C: Yeah, that’s about your behavior, though. You don’t go change clothes. “Oh, I see you would be more comfortable with me if I were more Japanese. Let me – I’ll be right back.”
K: It more has to do with posture and
C: Yeah.
K: Facial expressions and such. So, adopting that is just doing cultural norms. And I don’t view that as cultural appropriation. I think… for me, it – cultural appropriation is sometimes – really really easy for me to identify and understand. But when I look at something, like, for example… braids.
C: Right.
K: Every culture has a braid tradition in it, just about.
C: Yeah.
K: And, so, the… when I look at being in indigenous, every tribe, just about, has their way – their style of braiding. Some braid underneath. Some braid over the top. Other tribes roll the hair rather than braid the hair. And those hairstyles, to me, are part of the indigenous culture. And, if you look at some of the cultures in Europe, they also have braiding traditions.
C: Yeah.
K: And particular types of braids. Box braids come from Africa.

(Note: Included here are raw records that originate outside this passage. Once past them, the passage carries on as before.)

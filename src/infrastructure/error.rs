//! Scrape error types
//!
//! Every failure in the pipeline is a [`ScrapeError`] value returned to the
//! caller. Nothing in the library terminates the process.

use thiserror::Error;

#[derive(Error, Debug)]
pub enum ScrapeError {
    #[error("Network error for {url}: {message}")]
    Network { url: String, message: String },

    #[error("Request failed with status {status}: {url}")]
    Fetch { url: String, status: u16 },

    #[error("Parse error ({context}): {message}")]
    Parse { context: String, message: String },

    #[error("Scrape cancelled")]
    Cancelled,

    #[error("Configuration error: {0}")]
    Config(String),

    #[error("I/O error: {0}")]
    Io(#[from] std::io::Error),

    #[error("CSV error: {0}")]
    Csv(#[from] csv::Error),

    #[error("Task failed: {0}")]
    Task(String),
}

impl ScrapeError {
    pub fn network(url: &str, err: impl std::fmt::Display) -> Self {
        Self::Network {
            url: url.to_string(),
            message: err.to_string(),
        }
    }

    pub fn fetch(url: &str, status: u16) -> Self {
        Self::Fetch {
            url: url.to_string(),
            status,
        }
    }

    pub fn parse(context: impl Into<String>, message: impl Into<String>) -> Self {
        Self::Parse {
            context: context.into(),
            message: message.into(),
        }
    }

    /// Errors a page can be skipped for under
    /// [`FailurePolicy::SkipFailedPages`](crate::infrastructure::config::FailurePolicy).
    pub fn is_page_isolatable(&self) -> bool {
        matches!(self, Self::Network { .. } | Self::Fetch { .. })
    }

    pub fn is_cancelled(&self) -> bool {
        matches!(self, Self::Cancelled)
    }
}

impl From<tokio::task::JoinError> for ScrapeError {
    fn from(err: tokio::task::JoinError) -> Self {
        if err.is_cancelled() {
            Self::Cancelled
        } else {
            Self::Task(err.to_string())
        }
    }
}

impl From<config::ConfigError> for ScrapeError {
    fn from(err: config::ConfigError) -> Self {
        Self::Config(err.to_string())
    }
}

pub type ScrapeResult<T> = Result<T, ScrapeError>;

#[cfg(test)]
mod tests {
    use super::*;

    #[test]
    fn isolatable_kinds() {
        assert!(ScrapeError::network("http://x", "connection reset").is_page_isolatable());
        assert!(ScrapeError::fetch("http://x", 503).is_page_isolatable());
        assert!(!ScrapeError::parse("page 0", "empty body").is_page_isolatable());
        assert!(!ScrapeError::Cancelled.is_page_isolatable());
    }

    #[test]
    fn fetch_error_message_names_status() {
        let err = ScrapeError::fetch("https://www.indeed.com/jobs?q=go", 403);
        assert_eq!(
            err.to_string(),
            "Request failed with status 403: https://www.indeed.com/jobs?q=go"
        );
    }
}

And box braids – so, looking at the type of braid and understanding what that type of braid is and what that type of braid represents…. I feel like everybody should look to their culture and do their culture’s braid.
C: Yeah.
K: What do you think about that?
C: I think I agree with that, but I would say that I’m not sure how much and how strongly it applies if you are… in another culture participating in that culture. And thinking about – like, wearing yukata here in Japan is not – I would really have a hard time calling it appropriation because you’re being invited to do it in the context of a bunch of other people who are doing it, so you are not exoticizing it. You are not exploiting it for your own… gain or to be different or to act as a representative when you – of something you’re not.
K: Mmm.
C: So, I think, like, if we were in the Bahamas, for example… when we were in the Bahamas in 99 or so, and you could get your hair braided, I think… all those white girls wearing their hair braided in the Bahamas – I would have trouble calling that cultural appropriation, but when they left the Bahamas and went back to the U.S., then I would say yeah. That’s starting to… walk into that cultural appropriation thing.
K: Okay. How so? Because… why is it not cultural appropriation in the Bahamas, but it is cultural appropriation in the United States? Because I don’t think they’re getting off – so, for me, when we were at the airport
C: Right.
K: I would be like, “okay. Y’all were on the same cruise as us” kind of thing.
C: Yeah. Yeah.
K: And I didn’t think anything of it. It wasn’t offensive to me. It didn’t feel like cultural appropriation to me. It felt like them wanting to hang on to their vacation.
C: Yeah, so I – that’s why I say it starts veering to it. I don’t think the minute they leave the Bahamas, oh, now you’re culturally appropriating. I think… that if you, you know, maintain those and dress in Bahamian dress and that kind of thing back in the U.S. Then that’s more like, “what are you doing? You’re off the vacation.”
K: So, do you think bohemian dress is Caribbean?
C: I… I think bohemian dress is bohemian?
K: Yeah. Because you lumped it in with Caribbean. So, you’re saying if people – so, I think you’re thinking of people who do dreadlocks.
C: I was saying
K: And consider it to be bohemian
C: I was saying Bahamian.
K: Oh, Bahamian meaning from the Bahamas.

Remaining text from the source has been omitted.